◆ **Dataset extract**:
-------------------------

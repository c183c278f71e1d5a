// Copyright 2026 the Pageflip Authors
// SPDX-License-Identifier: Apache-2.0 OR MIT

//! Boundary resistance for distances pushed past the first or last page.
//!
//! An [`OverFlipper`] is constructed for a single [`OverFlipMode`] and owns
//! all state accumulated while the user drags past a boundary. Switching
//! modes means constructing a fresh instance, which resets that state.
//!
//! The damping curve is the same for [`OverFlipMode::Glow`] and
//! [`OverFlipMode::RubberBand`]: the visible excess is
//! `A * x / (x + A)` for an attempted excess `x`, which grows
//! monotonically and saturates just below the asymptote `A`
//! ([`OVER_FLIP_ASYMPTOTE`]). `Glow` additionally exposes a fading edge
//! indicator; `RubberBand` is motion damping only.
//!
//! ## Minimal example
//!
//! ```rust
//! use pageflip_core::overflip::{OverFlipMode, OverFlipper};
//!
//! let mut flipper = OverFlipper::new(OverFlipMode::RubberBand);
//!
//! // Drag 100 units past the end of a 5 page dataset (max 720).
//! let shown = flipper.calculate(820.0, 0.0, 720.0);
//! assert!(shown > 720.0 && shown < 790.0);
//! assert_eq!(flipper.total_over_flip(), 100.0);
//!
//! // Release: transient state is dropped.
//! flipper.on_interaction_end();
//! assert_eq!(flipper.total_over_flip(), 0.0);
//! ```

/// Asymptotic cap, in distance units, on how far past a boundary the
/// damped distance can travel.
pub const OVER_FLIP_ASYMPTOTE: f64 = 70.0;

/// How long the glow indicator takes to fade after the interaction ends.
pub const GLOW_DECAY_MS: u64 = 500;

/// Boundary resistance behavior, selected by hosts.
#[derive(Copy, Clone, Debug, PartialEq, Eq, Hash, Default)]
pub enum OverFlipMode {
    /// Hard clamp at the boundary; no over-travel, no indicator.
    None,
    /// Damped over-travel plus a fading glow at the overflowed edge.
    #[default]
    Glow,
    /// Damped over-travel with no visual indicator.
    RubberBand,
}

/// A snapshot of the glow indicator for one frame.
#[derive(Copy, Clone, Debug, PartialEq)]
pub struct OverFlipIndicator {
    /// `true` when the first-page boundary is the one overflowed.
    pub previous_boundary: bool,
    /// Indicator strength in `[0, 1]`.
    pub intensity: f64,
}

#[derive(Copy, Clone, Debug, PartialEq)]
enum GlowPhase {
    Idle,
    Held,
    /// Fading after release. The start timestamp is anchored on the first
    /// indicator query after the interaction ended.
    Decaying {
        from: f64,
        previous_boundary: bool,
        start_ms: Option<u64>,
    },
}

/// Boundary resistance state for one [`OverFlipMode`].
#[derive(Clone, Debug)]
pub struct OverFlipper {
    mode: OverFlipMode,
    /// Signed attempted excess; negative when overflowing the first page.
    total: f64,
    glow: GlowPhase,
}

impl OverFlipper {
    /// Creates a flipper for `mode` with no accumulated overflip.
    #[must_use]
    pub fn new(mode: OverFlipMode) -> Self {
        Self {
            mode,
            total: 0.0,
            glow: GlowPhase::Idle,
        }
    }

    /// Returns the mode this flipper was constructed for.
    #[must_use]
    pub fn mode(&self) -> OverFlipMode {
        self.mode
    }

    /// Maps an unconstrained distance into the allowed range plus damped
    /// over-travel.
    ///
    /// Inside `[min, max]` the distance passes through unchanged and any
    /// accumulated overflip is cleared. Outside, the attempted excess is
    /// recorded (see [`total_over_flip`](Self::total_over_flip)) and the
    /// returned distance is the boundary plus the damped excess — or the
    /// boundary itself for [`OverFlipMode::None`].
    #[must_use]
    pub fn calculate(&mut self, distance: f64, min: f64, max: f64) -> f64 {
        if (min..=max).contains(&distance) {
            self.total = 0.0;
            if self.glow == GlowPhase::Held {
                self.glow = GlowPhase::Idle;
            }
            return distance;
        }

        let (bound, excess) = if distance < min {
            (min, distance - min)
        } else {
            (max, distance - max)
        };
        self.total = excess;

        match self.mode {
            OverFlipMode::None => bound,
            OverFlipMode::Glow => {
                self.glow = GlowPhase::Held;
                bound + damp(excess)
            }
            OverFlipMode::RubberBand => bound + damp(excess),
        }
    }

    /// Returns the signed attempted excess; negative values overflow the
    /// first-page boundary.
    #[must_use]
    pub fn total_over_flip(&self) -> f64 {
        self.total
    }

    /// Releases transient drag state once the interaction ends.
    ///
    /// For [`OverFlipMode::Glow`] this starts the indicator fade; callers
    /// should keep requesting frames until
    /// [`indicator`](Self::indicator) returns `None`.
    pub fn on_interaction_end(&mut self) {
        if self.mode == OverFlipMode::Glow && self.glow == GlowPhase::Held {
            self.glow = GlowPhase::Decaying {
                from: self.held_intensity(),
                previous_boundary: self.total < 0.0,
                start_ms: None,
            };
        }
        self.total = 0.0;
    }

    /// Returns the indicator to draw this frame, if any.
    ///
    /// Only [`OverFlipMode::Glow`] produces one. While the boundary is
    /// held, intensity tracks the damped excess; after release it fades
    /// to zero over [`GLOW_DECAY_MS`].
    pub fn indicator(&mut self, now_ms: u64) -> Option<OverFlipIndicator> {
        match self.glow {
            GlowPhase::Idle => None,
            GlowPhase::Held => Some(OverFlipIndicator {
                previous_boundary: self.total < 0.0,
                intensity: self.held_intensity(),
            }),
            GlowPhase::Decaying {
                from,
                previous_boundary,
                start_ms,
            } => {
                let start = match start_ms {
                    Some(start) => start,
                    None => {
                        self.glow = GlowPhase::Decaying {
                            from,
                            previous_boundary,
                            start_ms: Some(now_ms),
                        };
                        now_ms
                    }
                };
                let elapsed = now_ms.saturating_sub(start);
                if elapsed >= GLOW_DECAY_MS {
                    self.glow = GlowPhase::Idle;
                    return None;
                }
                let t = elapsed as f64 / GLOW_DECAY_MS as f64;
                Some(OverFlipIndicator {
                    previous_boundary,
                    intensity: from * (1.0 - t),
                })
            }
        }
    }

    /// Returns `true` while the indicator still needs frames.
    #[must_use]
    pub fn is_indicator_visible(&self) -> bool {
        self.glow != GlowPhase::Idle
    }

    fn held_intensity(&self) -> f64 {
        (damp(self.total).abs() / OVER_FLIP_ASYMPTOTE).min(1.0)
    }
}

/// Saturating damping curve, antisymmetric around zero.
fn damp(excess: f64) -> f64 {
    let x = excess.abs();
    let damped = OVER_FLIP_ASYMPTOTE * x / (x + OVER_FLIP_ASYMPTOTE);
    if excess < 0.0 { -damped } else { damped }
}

-------------------------

◆ **Task statement**:
Using the records above, report each line with the string "Decaying".

◆ **Response to this task**:
    Decaying {
            self.glow = GlowPhase::Decaying {
            GlowPhase::Decaying {
                        self.glow = GlowPhase::Decaying {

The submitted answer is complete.